She took a step backward. The words chilled her, though she could not say why.

“Who was he?” she asked.

Papa gave no answer. Instead, his gaze returned to the trunk. His hand rose to the chain around his neck, drawing forth the iron key he always wore, the one that belonged to the brass bound trunk before him. He pressed the key to his lips, as though it were a crucifix and he a man condemned.

“I thought I could protect you,” he murmured. “But I was mistaken.”

“Protect me from what?” Isabella asked, her thoughts spinning to the visions, the voices, the wraiths. Did the stranger somehow know of her madness? Almost did she ask, but fear stilled her tongue. Papa believed she no longer saw them, heard them… If she spoke of it, she would betray the truth and tear down all her carefully constructed lies.

Papa leaned forward and began to whisper to the trunk itself, a low chant that seemed to vibrate within the very bones of the room.

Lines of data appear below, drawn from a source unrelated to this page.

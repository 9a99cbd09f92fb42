//! Reusable transaction programs.
//!
//! Small building blocks for seeding stores, asserting on their contents,
//! and generating contended load. The scenario tests and benches are built
//! from these; they are exported because they are just as useful for
//! client smoke tests.

use crate::{Key, OpContext, Program, TxnOutcome, Value};
use rand::Rng;
use rustc_hash::{FxHashMap, FxHashSet};
use std::time::Duration;

/// Empty transaction that immediately commits.
pub struct Noop;

impl Program for Noop {
    fn readset(&self) -> FxHashSet<Key> {
        FxHashSet::default()
    }

    fn writeset(&self) -> FxHashSet<Key> {
        FxHashSet::default()
    }

    fn run(&self, _ctx: &mut OpContext<'_>) -> TxnOutcome {
        TxnOutcome::Commit
    }
}

/// Writes a fixed set of key/value pairs and commits.
pub struct Put {
    entries: FxHashMap<Key, Value>,
}

impl Put {
    /// Put every `(key, value)` pair in `entries`.
    pub fn new(entries: impl IntoIterator<Item = (Key, Value)>) -> Self {
        Put {
            entries: entries.into_iter().collect(),
        }
    }
}

impl Program for Put {
    fn readset(&self) -> FxHashSet<Key> {
        FxHashSet::default()
    }

    fn writeset(&self) -> FxHashSet<Key> {
        self.entries.keys().copied().collect()
    }

    fn run(&self, ctx: &mut OpContext<'_>) -> TxnOutcome {
        for (&key, &value) in &self.entries {
            ctx.write(key, value);
        }
        TxnOutcome::Commit
    }
}

/// Commits iff every expected key exists with the expected value.
pub struct Expect {
    entries: FxHashMap<Key, Value>,
}

impl Expect {
    /// Expect every `(key, value)` pair in `entries` to hold.
    pub fn new(entries: impl IntoIterator<Item = (Key, Value)>) -> Self {
        Expect {
            entries: entries.into_iter().collect(),
        }
    }
}

impl Program for Expect {
    fn readset(&self) -> FxHashSet<Key> {
        self.entries.keys().copied().collect()
    }

    fn writeset(&self) -> FxHashSet<Key> {
        FxHashSet::default()
    }

    fn run(&self, ctx: &mut OpContext<'_>) -> TxnOutcome {
        for (&key, &value) in &self.entries {
            if ctx.read(key) != Some(value) {
                return TxnOutcome::Abort;
            }
        }
        TxnOutcome::Commit
    }
}

/// Reads a set of keys, increments another set, optionally lingers, then
/// commits. The workhorse of the contention benchmarks.
pub struct ReadModifyWrite {
    reads: FxHashSet<Key>,
    writes: FxHashSet<Key>,
    linger: Duration,
}

impl ReadModifyWrite {
    /// Build from explicit key sets.
    pub fn new(
        reads: impl IntoIterator<Item = Key>,
        writes: impl IntoIterator<Item = Key>,
        linger: Duration,
    ) -> Self {
        ReadModifyWrite {
            reads: reads.into_iter().collect(),
            writes: writes.into_iter().collect(),
            linger,
        }
    }

    /// Pick `read_keys` + `write_keys` distinct keys uniformly from
    /// `[0, db_size)`. Smaller key spaces mean more contention.
    pub fn random(db_size: u64, read_keys: usize, write_keys: usize, linger: Duration) -> Self {
        assert!(
            (read_keys + write_keys) as u64 <= db_size,
            "key sets larger than the key space"
        );
        let mut rng = rand::thread_rng();
        let mut taken: FxHashSet<Key> = FxHashSet::default();
        let mut draw = |taken: &mut FxHashSet<Key>| loop {
            let key = rng.gen_range(0..db_size);
            if taken.insert(key) {
                return key;
            }
        };
        let reads = (0..read_keys).map(|_| draw(&mut taken)).collect();
        let writes = (0..write_keys).map(|_| draw(&mut taken)).collect();
        ReadModifyWrite {
            reads,
            writes,
            linger,
        }
    }
}

impl Program for ReadModifyWrite {
    fn readset(&self) -> FxHashSet<Key> {
        self.reads.clone()
    }

    fn writeset(&self) -> FxHashSet<Key> {
        self.writes.clone()
    }

    fn run(&self, ctx: &mut OpContext<'_>) -> TxnOutcome {
        for &key in &self.reads {
            let _ = ctx.read(key);
        }
        for &key in &self.writes {
            let current = ctx.read(key).unwrap_or(0);
            ctx.write(key, current + 1);
        }
        if !self.linger.is_zero() {
            std::thread::sleep(self.linger);
        }
        TxnOutcome::Commit
    }
}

The candle flame flared tall and thin, its light no longer golden but tinged with blue at the edges. The pages of one of the open books lifted and rustled, stirred by no breeze. The air in the room grew heavy, close, clinging to her skin like damp wool. A shiver crawled through her.

From the doorway behind her, a new sound arose. Soft at first, like the rustle of silk across stone. Then a whisper, faint and urgent, brushing the edge of her thoughts. She did not turn to look.

Instead, she fixed her eyes on her father, his gaunt face, his hunched form, on the key still clutched in his clenched fist as though it alone might hold the darkness at bay. He shuddered, the candlelight illuminating the trembling curve of his mouth.

“Go now, Isa,” he said without looking at her. “Leave me.”

Distress suffused her at his distant, resolute tone. Her thoughts spun through events of recent days, back to the morning it had begun.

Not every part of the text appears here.